Ardıç, "Nitekim Ankara yönetimi ezan için dokuz yıl, müze için on bir yıl beklemiştir. Neden? Alıştıra alıştıra, sindire sindire, diyecekler... Neden şapka ve kılık kıyafet için üç yıl, yazı için beş yıl, soyadı için on bir yıl, kadınların seçme ve seçilme hakkı için on iki yıl beklenmiştir? (Belediye seçimlerinde yedi yıl, genel seçimlerde on iki yıl... Alıştıra alıştıra, sindire sindire...)
Ve de neden bazı Osmanlıca ay isimlerinin 'Türkçeleştirilmesi' için tam yirmi iki yıl? Kafamızı kurcalıyor, soruyoruz, sormakla yetiniyoruz, küfür yiyoruz. Bu politika, 'kimse istemeden biz kendimiz yapalım' politikasıdır." düşüncesini dile getirdi.
Ardıç, "Ayasofya'nın müzeye çevirilmesi çok mu gerekliydi? Bu bir devrim miydi? Ezandan Arapça'yı silmek şart mıydı? 'Allahüekber' deyince kimse anlamıyor muydu da 'Tanrı uludur' şeklinde açıklamak gerekiyordu? Hayır, bu bir özentiydi. Martin Luther'in İncil'i Almanca'ya tercüme etmesi gibi bir şey...
Aynı kafa, Sultanahmet Camii'ni 'resim galerisi' ya da 'caz kulübü' yapmayı da düşündü. Yıldız Sarayı'nı kumarhane yaptılar, sonra da 'harb akademisi'. Orası pis padişah Abdülhamid'in sarayıydı ya, yokedilmesi gerekiyordu." ifadesini kullandı.
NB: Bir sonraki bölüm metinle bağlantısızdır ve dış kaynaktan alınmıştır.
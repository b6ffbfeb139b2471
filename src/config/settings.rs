//! Settings structures for repo-finder configuration

use anyhow::{ensure, Result};
use serde::{Deserialize, Serialize};
use std::path::{Path, PathBuf};
use std::time::Duration;

/// Main settings structure matching settings.yml
#[derive(Debug, Clone, Default, Serialize, Deserialize)]
#[serde(default)]
pub struct Settings {
    pub general: GeneralSettings,
    pub search: SearchSettings,
    pub provider: ProviderSettings,
    pub preferences: PreferenceSettings,
}

impl Settings {
    /// Load settings from a YAML file
    pub fn from_file<P: AsRef<Path>>(path: P) -> Result<Self> {
        let content = std::fs::read_to_string(path)?;
        Self::from_yaml(&content)
    }

    /// Parse settings from YAML text
    pub fn from_yaml(content: &str) -> Result<Self> {
        let settings: Settings = serde_yaml::from_str(content)?;
        Ok(settings)
    }

    /// Reject values that cannot be used at runtime
    pub fn validate(&self) -> Result<()> {
        let timeout = self.provider.request_timeout;
        ensure!(
            timeout.is_finite() && timeout > 0.0,
            "provider.request_timeout must be a positive number of seconds, got {}",
            timeout
        );
        Ok(())
    }

    /// Merge with environment variables (REPO_FINDER_* prefix)
    pub fn merge_env(&mut self) {
        self.merge_vars(|key| std::env::var(key).ok());
    }

    fn merge_vars(&mut self, var: impl Fn(&str) -> Option<String>) {
        if let Some(val) = var("REPO_FINDER_DEBUG") {
            self.general.debug = val.parse().unwrap_or(false);
        }
        if let Some(val) = var("REPO_FINDER_API_URL") {
            self.provider.api_url = val;
        }
        if let Some(ms) = var("REPO_FINDER_DEBOUNCE_MS").and_then(|v| v.parse().ok()) {
            self.search.debounce_ms = ms;
        }
        if let Some(secs) = var("REPO_FINDER_CACHE_TTL_SECS").and_then(|v| v.parse().ok()) {
            self.search.cache_ttl_secs = secs;
        }
        if let Some(val) = var("REPO_FINDER_PREFERENCES_PATH") {
            self.preferences.path = Some(PathBuf::from(val));
        }
        if let Some(seed) = var("REPO_FINDER_RANDOM_SEED").and_then(|v| v.parse().ok()) {
            self.search.random_seed = Some(seed);
        }
    }
}

/// General settings
#[derive(Debug, Clone, Serialize, Deserialize)]
#[serde(default)]
pub struct GeneralSettings {
    /// Enable debug logging
    pub debug: bool,
    /// Name shown in the header
    pub app_name: String,
}

impl Default for GeneralSettings {
    fn default() -> Self {
        Self {
            debug: false,
            app_name: "Repo Finder".to_string(),
        }
    }
}

/// Search behavior settings
#[derive(Debug, Clone, Serialize, Deserialize)]
#[serde(default)]
pub struct SearchSettings {
    /// Quiet period before text input triggers a search
    pub debounce_ms: u64,
    /// Minimum term length for text input without a language
    pub min_term_length: usize,
    /// Popularity floor added to every query
    pub min_stars: u32,
    /// Results per page requested from the provider
    pub per_page: u32,
    /// Cache freshness window in seconds
    pub cache_ttl_secs: u64,
    /// Maximum number of cached queries
    pub cache_max_capacity: u64,
    /// How long the "found" banner stays up, in seconds
    pub status_dwell_secs: u64,
    /// Seed for random picks (none = OS entropy)
    pub random_seed: Option<u64>,
}

impl SearchSettings {
    pub fn debounce_delay(&self) -> Duration {
        Duration::from_millis(self.debounce_ms)
    }

    pub fn cache_ttl(&self) -> Duration {
        Duration::from_secs(self.cache_ttl_secs)
    }

    pub fn status_dwell(&self) -> Duration {
        Duration::from_secs(self.status_dwell_secs)
    }
}

impl Default for SearchSettings {
    fn default() -> Self {
        Self {
            debounce_ms: 500,
            min_term_length: 3,
            min_stars: crate::query::DEFAULT_MIN_STARS,
            per_page: 15,
            cache_ttl_secs: 300,
            cache_max_capacity: 1000,
            status_dwell_secs: 3,
            random_seed: None,
        }
    }
}

/// Remote provider settings
#[derive(Debug, Clone, Serialize, Deserialize)]
#[serde(default)]
pub struct ProviderSettings {
    /// Repository search endpoint
    pub api_url: String,
    /// User agent sent with every request
    pub user_agent: String,
    /// Request timeout in seconds
    pub request_timeout: f64,
    /// Verify SSL certificates
    pub verify_ssl: bool,
    /// Proxy settings
    pub proxies: ProxySettings,
}

impl Default for ProviderSettings {
    fn default() -> Self {
        Self {
            api_url: "https://api.github.com/search/repositories".to_string(),
            user_agent: format!("repo-finder/{}", crate::VERSION),
            request_timeout: 10.0,
            verify_ssl: true,
            proxies: ProxySettings::default(),
        }
    }
}

/// Proxy settings
#[derive(Debug, Clone, Default, Serialize, Deserialize)]
#[serde(default)]
pub struct ProxySettings {
    pub http: Option<String>,
    pub https: Option<String>,
    pub all: Option<String>,
}

/// Preference persistence settings
#[derive(Debug, Clone, Serialize, Deserialize)]
#[serde(default)]
pub struct PreferenceSettings {
    /// Persist language/term between sessions
    pub enabled: bool,
    /// Preference file (none = platform config dir)
    pub path: Option<PathBuf>,
    /// Key the preferences are stored under
    pub namespace: String,
}

impl PreferenceSettings {
    /// Resolved preference file location
    pub fn file_path(&self) -> Option<PathBuf> {
        self.path.clone().or_else(|| {
            dirs::config_dir().map(|dir| dir.join("repo-finder").join("preferences.json"))
        })
    }
}

impl Default for PreferenceSettings {
    fn default() -> Self {
        Self {
            enabled: true,
            path: None,
            namespace: "repo-finder:preferences".to_string(),
        }
    }
}

#[cfg(test)]
mod tests {
    use super::*;
    use std::collections::HashMap;

    #[test]
    fn test_default_settings() {
        let settings = Settings::default();
        assert_eq!(settings.search.per_page, 15);
        assert_eq!(settings.search.min_stars, 10);
        assert_eq!(settings.search.cache_ttl(), Duration::from_secs(300));
        assert_eq!(settings.search.status_dwell(), Duration::from_secs(3));
        assert!(!settings.general.debug);
        assert!(settings.provider.api_url.contains("api.github.com"));
    }

    #[test]
    fn test_partial_yaml_keeps_defaults() {
        let yaml = r#"
search:
  debounce_ms: 250
provider:
  api_url: "http://localhost:9000/search"
"#;
        let settings = Settings::from_yaml(yaml).unwrap();
        assert_eq!(settings.search.debounce_delay(), Duration::from_millis(250));
        assert_eq!(settings.search.min_term_length, 3);
        assert_eq!(settings.provider.api_url, "http://localhost:9000/search");
        assert!(settings.preferences.enabled);
    }

    #[test]
    fn test_env_overrides() {
        let vars: HashMap<&str, &str> = [
            ("REPO_FINDER_DEBUG", "true"),
            ("REPO_FINDER_DEBOUNCE_MS", "100"),
            ("REPO_FINDER_CACHE_TTL_SECS", "not-a-number"),
            ("REPO_FINDER_RANDOM_SEED", "9"),
        ]
        .into_iter()
        .collect();

        let mut settings = Settings::default();
        settings.merge_vars(|key| vars.get(key).map(|v| v.to_string()));

        assert!(settings.general.debug);
        assert_eq!(settings.search.debounce_ms, 100);
        assert_eq!(settings.search.cache_ttl_secs, 300);
        assert_eq!(settings.search.random_seed, Some(9));
    }

    #[test]
    fn test_invalid_request_timeout() {
        assert!(Settings::default().validate().is_ok());

        for yaml in [
            "provider:\n  request_timeout: -1.0\n",
            "provider:\n  request_timeout: .nan\n",
            "provider:\n  request_timeout: 0\n",
        ] {
            let settings = Settings::from_yaml(yaml).unwrap();
            assert!(settings.validate().is_err(), "accepted {:?}", yaml);
        }
    }
}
Ardıç, "Stalin de büyük bir katedrali yıktırmış, metro istasyonu yapmıştı. Politbüro üyeleri ikonaları nişan tahtası olarak kullanıyorlar, ateş edip yüzlerce yıllık sanat eserlerini bu şekilde yokediyorlardı. Bazı tarihçiler buna düpedüz 'din düşmanlığı' diyorlar. Yok canım, biz o kadarını yapmadık." değerlendirmesinde bulundu.